The other segments included a live interview, a talent show, plus swimsuit and evening gown competitions.
Jiang, a 20-year-old University of Arizona student, was awarded the tiara during the third annual pageant in Phoenix on Oct. 15.
She’s scheduled to compete in the Miss Asia USA Pageant in Los Angeles in April.
For the talent segment, Jiang, who’s pursuing degrees in both computer engineering and piano, played her old stand-by, Ludwig van Beethoven’s "Pathetique," a piece in three movements that’s generally regarded as a difficult work.

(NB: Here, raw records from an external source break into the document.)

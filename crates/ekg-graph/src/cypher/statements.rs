// Dweve EKG - Enterprise Knowledge Graph
//
// Copyright (c) 2025 Dweve IP B.V. and individual contributors.
//
// SPDX-License-Identifier: Apache-2.0
//
// Licensed under the Apache License, Version 2.0 (the "License");
// you may not use this file except in compliance with the License.
// You may obtain a copy of the License in the LICENSE file at the
// root of this repository or at: http://www.apache.org/licenses/LICENSE-2.0
//
// Unless required by applicable law or agreed to in writing, software
// distributed under the License is distributed on an "AS IS" BASIS,
// WITHOUT WARRANTIES OR CONDITIONS OF ANY KIND, either express or implied.
// See the License for the specific language governing permissions and
// limitations under the License.

//! Kuzu-dialect statements.
//!
//! Statements are rendered with values inlined as literals, the form the
//! embedded engine accepts for DDL and for single-row inserts.

use std::fmt;

use ekg_core::PropertyMap;
use serde::{Deserialize, Serialize};

use super::escape::{escape_identifier, escape_label, escape_relationship_type, quote_string};
use super::literal::to_literal;
use crate::plan::ColumnDef;

/// The kind of a statement.
#[derive(Debug, Clone, Copy, PartialEq, Eq, Serialize, Deserialize)]
pub enum StatementType {
    /// `DROP TABLE`.
    DropTable,
    /// `CREATE NODE TABLE`.
    CreateNodeTable,
    /// `CREATE REL TABLE`.
    CreateRelTable,
    /// Single node insert.
    CreateNode,
    /// Match-both-endpoints relationship insert.
    CreateRelationship,
    /// Any other query.
    Query,
}

/// A single statement with optional `$name` parameters.
#[derive(Debug, Clone, PartialEq)]
pub struct CypherStatement {
    /// The statement text.
    pub query: String,
    /// Parameters substituted by [`CypherStatement::render_inline`].
    pub parameters: PropertyMap,
    /// Kind of statement.
    pub statement_type: StatementType,
}

impl CypherStatement {
    /// Create a new statement.
    pub fn new(query: impl Into<String>, statement_type: StatementType) -> Self {
        Self {
            query: query.into(),
            parameters: PropertyMap::new(),
            statement_type,
        }
    }

    /// Create a general query statement.
    pub fn query(query: impl Into<String>) -> Self {
        Self::new(query, StatementType::Query)
    }

    /// `DROP TABLE name`.
    pub fn drop_table(name: &str) -> Self {
        Self::new(
            format!("DROP TABLE {}", escape_identifier(name)),
            StatementType::DropTable,
        )
    }

    /// `CREATE NODE TABLE name(col TYPE, .., PRIMARY KEY(pk))`.
    ///
    /// ```
    /// # use ekg_graph::cypher::CypherStatement;
    /// # use ekg_graph::{ColumnDef, ColumnType};
    /// let stmt = CypherStatement::create_node_table(
    ///     "Person",
    ///     &[ColumnDef::new("id", ColumnType::String), ColumnDef::new("age", ColumnType::Int64)],
    ///     "id",
    /// );
    /// assert_eq!(stmt.render_inline(), "CREATE NODE TABLE Person(id STRING, age INT64, PRIMARY KEY(id))");
    /// ```
    pub fn create_node_table(name: &str, columns: &[ColumnDef], primary_key: &str) -> Self {
        let mut parts: Vec<String> = columns.iter().map(column_ddl).collect();
        parts.push(format!("PRIMARY KEY({})", escape_identifier(primary_key)));
        Self::new(
            format!(
                "CREATE NODE TABLE {}({})",
                escape_identifier(name),
                parts.join(", ")
            ),
            StatementType::CreateNodeTable,
        )
    }

    /// `CREATE REL TABLE name(FROM a TO b, col TYPE, ..)`.
    pub fn create_rel_table(name: &str, from: &str, to: &str, properties: &[ColumnDef]) -> Self {
        let mut body = format!("FROM {} TO {}", escape_identifier(from), escape_identifier(to));
        for column in properties {
            body.push_str(", ");
            body.push_str(&column_ddl(column));
        }
        Self::new(
            format!("CREATE REL TABLE {}({})", escape_identifier(name), body),
            StatementType::CreateRelTable,
        )
    }

    /// `CREATE (:table {k: v, ..})`.
    pub fn create_node(table: &str, data: &PropertyMap) -> Self {
        let fields: Vec<String> = data
            .iter()
            .map(|(k, v)| format!("{}: {}", escape_identifier(k), to_literal(v)))
            .collect();
        Self::new(
            format!("CREATE ({} {{{}}})", escape_label(table), fields.join(", ")),
            StatementType::CreateNode,
        )
    }

    /// Match both endpoints by key, then connect them.
    ///
    /// ```
    /// # use ekg_graph::cypher::{CypherStatement, EdgeEndpoint};
    /// let stmt = CypherStatement::create_relationship(
    ///     "HAS_RISK",
    ///     &EdgeEndpoint::new("Deal", "id", "d1"),
    ///     &EdgeEndpoint::new("Risk", "id", "r1"),
    ///     &Default::default(),
    /// );
    /// assert_eq!(
    ///     stmt.render_inline(),
    ///     "MATCH (a:Deal), (b:Risk) WHERE a.id = 'd1' AND b.id = 'r1' CREATE (a)-[:HAS_RISK]->(b)"
    /// );
    /// ```
    pub fn create_relationship(
        relation: &str,
        from: &EdgeEndpoint<'_>,
        to: &EdgeEndpoint<'_>,
        properties: &PropertyMap,
    ) -> Self {
        let props = if properties.is_empty() {
            String::new()
        } else {
            let fields: Vec<String> = properties
                .iter()
                .map(|(k, v)| format!("{}: {}", escape_identifier(k), to_literal(v)))
                .collect();
            format!(" {{{}}}", fields.join(", "))
        };
        Self::new(
            format!(
                "MATCH (a{}), (b{}) WHERE a.{} = {} AND b.{} = {} CREATE (a)-[{}{}]->(b)",
                escape_label(from.table),
                escape_label(to.table),
                escape_identifier(from.key_column),
                quote_string(from.key),
                escape_identifier(to.key_column),
                quote_string(to.key),
                escape_relationship_type(relation),
                props
            ),
            StatementType::CreateRelationship,
        )
    }

    /// Add parameters to this statement.
    pub fn with_params(mut self, params: &PropertyMap) -> Self {
        self.parameters
            .extend(params.iter().map(|(k, v)| (k.clone(), v.clone())));
        self
    }

    /// Render the statement with parameters inlined as literals.
    ///
    /// The query is scanned once. A `$` followed by the longest run of
    /// identifier characters names a parameter; text inside quotes or
    /// backticks is copied unchanged, as are unknown parameters. Inlined
    /// values are never scanned again.
    ///
    /// ```
    /// # use ekg_graph::cypher::CypherStatement;
    /// # use ekg_core::{PropertyMap, Value};
    /// let mut params = PropertyMap::new();
    /// params.insert("id".to_string(), Value::from("x"));
    /// let stmt = CypherStatement::query("RETURN $id, $identity, '$id'").with_params(&params);
    /// assert_eq!(stmt.render_inline(), "RETURN 'x', $identity, '$id'");
    /// ```
    pub fn render_inline(&self) -> String {
        let query = self.query.as_str();
        let mut out = String::with_capacity(query.len());
        let mut chars = query.char_indices().peekable();
        let mut quote: Option<char> = None;

        while let Some((_, c)) = chars.next() {
            if let Some(open) = quote {
                out.push(c);
                if c == '\\' && open != '`' {
                    if let Some((_, escaped)) = chars.next() {
                        out.push(escaped);
                    }
                } else if c == open {
                    quote = None;
                }
                continue;
            }

            match c {
                '\'' | '"' | '`' => {
                    quote = Some(c);
                    out.push(c);
                }
                '$' => {
                    let start = chars.peek().map(|&(i, _)| i).unwrap_or(query.len());
                    let mut end = start;
                    while let Some(&(i, next)) = chars.peek() {
                        if next != '_' && !next.is_alphanumeric() {
                            break;
                        }
                        end = i + next.len_utf8();
                        chars.next();
                    }
                    let name = &query[start..end];
                    match self.parameters.get(name) {
                        Some(value) if !name.is_empty() => out.push_str(&to_literal(value)),
                        _ => {
                            out.push('$');
                            out.push_str(name);
                        }
                    }
                }
                _ => out.push(c),
            }
        }
        out
    }
}

impl fmt::Display for CypherStatement {
    fn fmt(&self, f: &mut fmt::Formatter<'_>) -> fmt::Result {
        write!(f, "{};", self.render_inline())
    }
}

/// One end of a relationship insert.
#[derive(Debug, Clone, Copy, PartialEq, Eq)]
pub struct EdgeEndpoint<'a> {
    /// Node table.
    pub table: &'a str,
    /// Primary key column of the table.
    pub key_column: &'a str,
    /// Primary key value.
    pub key: &'a str,
}

impl<'a> EdgeEndpoint<'a> {
    /// Create an endpoint.
    pub fn new(table: &'a str, key_column: &'a str, key: &'a str) -> Self {
        Self {
            table,
            key_column,
            key,
        }
    }
}

fn column_ddl(column: &ColumnDef) -> String {
    format!("{} {}", escape_identifier(&column.name), column.ty)
}

#[cfg(test)]
mod tests {
    use super::*;
    use crate::plan::ColumnType;
    use ekg_core::{EnumValue, Value};

    fn props(pairs: &[(&str, Value)]) -> PropertyMap {
        pairs
            .iter()
            .map(|(k, v)| (k.to_string(), v.clone()))
            .collect()
    }

    #[test]
    fn test_drop_table() {
        assert_eq!(CypherStatement::drop_table("Person").render_inline(), "DROP TABLE Person");
        assert_eq!(
            CypherStatement::drop_table("Person").statement_type,
            StatementType::DropTable
        );
    }

    #[test]
    fn test_create_node_table_escapes_names() {
        let stmt = CypherStatement::create_node_table(
            "Risk Analysis",
            &[
                ColumnDef::new("id", ColumnType::String),
                ColumnDef::new("from", ColumnType::String),
                ColumnDef::new("tags", ColumnType::StringList),
            ],
            "id",
        );
        assert_eq!(
            stmt.render_inline(),
            "CREATE NODE TABLE `Risk Analysis`(id STRING, `from` STRING, tags STRING[], PRIMARY KEY(id))"
        );
    }

    #[test]
    fn test_create_rel_table() {
        let stmt = CypherStatement::create_rel_table("HAS_CONTACT", "Customer", "Person", &[]);
        assert_eq!(
            stmt.render_inline(),
            "CREATE REL TABLE HAS_CONTACT(FROM Customer TO Person)"
        );

        let with_props = CypherStatement::create_rel_table(
            "HAS_CONTACT",
            "Customer",
            "Person",
            &[ColumnDef::new("since", ColumnType::Int64)],
        );
        assert_eq!(
            with_props.render_inline(),
            "CREATE REL TABLE HAS_CONTACT(FROM Customer TO Person, since INT64)"
        );
    }

    #[test]
    fn test_create_node_literals() {
        let data = props(&[
            ("id", Value::from("p1")),
            ("name", Value::from("O'Brien")),
            ("email", Value::Null),
            ("level", Value::from(EnumValue::new("Level", "Senior", "senior"))),
            ("tools", Value::from(vec!["dbt", "Airflow"])),
        ]);
        let stmt = CypherStatement::create_node("Person", &data);
        assert_eq!(
            stmt.render_inline(),
            "CREATE (:Person {email: NULL, id: 'p1', level: 'senior', name: 'O\\'Brien', tools: ['dbt','Airflow']})"
        );
    }

    #[test]
    fn test_create_relationship_escapes_keys() {
        let stmt = CypherStatement::create_relationship(
            "REVIEWS",
            &EdgeEndpoint::new("Review", "id", "it's"),
            &EdgeEndpoint::new("Opportunity", "id", "o1"),
            &PropertyMap::new(),
        );
        assert!(stmt.render_inline().contains("a.id = 'it\\'s'"));
    }

    #[test]
    fn test_create_relationship_with_properties() {
        let stmt = CypherStatement::create_relationship(
            "HAS_RISK",
            &EdgeEndpoint::new("Deal", "id", "d1"),
            &EdgeEndpoint::new("Risk", "id", "r1"),
            &props(&[("weight", Value::Int(3))]),
        );
        assert!(stmt.render_inline().ends_with("CREATE (a)-[:HAS_RISK {weight: 3}]->(b)"));
    }

    #[test]
    fn test_render_inline_parameters() {
        let stmt = CypherStatement::query("MATCH (p:Person) WHERE p.id = $id OR p.id = $id2 RETURN p")
            .with_params(&props(&[("id", Value::from("a")), ("id2", Value::from("b"))]));
        assert_eq!(
            stmt.render_inline(),
            "MATCH (p:Person) WHERE p.id = 'a' OR p.id = 'b' RETURN p"
        );
        assert_eq!(
            stmt.to_string(),
            "MATCH (p:Person) WHERE p.id = 'a' OR p.id = 'b' RETURN p;"
        );
    }

    #[test]
    fn test_render_inline_does_not_rescan_values() {
        let stmt = CypherStatement::query("MATCH (p) WHERE p.note = $note AND p.id = $id")
            .with_params(&props(&[
                ("note", Value::from("costs $id")),
                ("id", Value::from("p1")),
            ]));
        assert_eq!(
            stmt.render_inline(),
            "MATCH (p) WHERE p.note = 'costs $id' AND p.id = 'p1'"
        );
    }

    #[test]
    fn test_render_inline_matches_whole_names() {
        let stmt = CypherStatement::query("RETURN $id, $identity")
            .with_params(&props(&[("id", Value::from("x"))]));
        assert_eq!(stmt.render_inline(), "RETURN 'x', $identity");

        let both = CypherStatement::query("RETURN $identity, $id").with_params(&props(&[
            ("id", Value::from("x")),
            ("identity", Value::Int(7)),
        ]));
        assert_eq!(both.render_inline(), "RETURN 7, 'x'");
    }

    #[test]
    fn test_render_inline_skips_quoted_text() {
        let stmt = CypherStatement::query(
            "MATCH (p:`$id`) WHERE p.a = 'it\\'s $id' AND p.b = \"$id\" RETURN $id, $",
        )
        .with_params(&props(&[("id", Value::from("x"))]));
        assert_eq!(
            stmt.render_inline(),
            "MATCH (p:`$id`) WHERE p.a = 'it\\'s $id' AND p.b = \"$id\" RETURN 'x', $"
        );
    }
}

"It looks easy. The notes aren’t that hard themselves, but translating the music, it is quite difficult. Right now I’m working on several different pieces, but the ‘Pathetique’ is what I could pull together for the pageant," Jiang said.
She took up piano at age 5, about the same time she immigrated to the United States with her father, an educator, and her mother, Tuoya Gegen, an anthropologist who now serves as an academic adviser at Arizona State University.
Jiang performed with the Tucson Symphony Orchestra at age 10 and the Tucson Civic Orchestra at 13. She finished as a semifinalist in a Classical Period piano competition at 18.
She graduated from Sahuaro High School in Tucson and moved to Scottsdale with her mother during the summer.
She already had studied with UA music professors before reaching college, so it made sense to major in piano, she said. But she also felt she needed a fall-back degree, so she added computer engineering. Her minor is Chinese.
She speaks Mandarin Chinese and visits Beijing often.
She entered the pageant as a way to showcase China’s virtues with others.
"It’s very important to explore different cultures and different nationalities," she said.
The pageant’s other top finishers: First runner-up, Peoria resident Aimee Truong, who’s Vietnamese; second runnerup, Glendale resident Seana Gretchen Hall, who’s Filipino; third runner-up, Tucson resident Nicole Soper, who’s Korean; and fourth runner-up, Glendale resident Laura McParlane, who’s Filipino.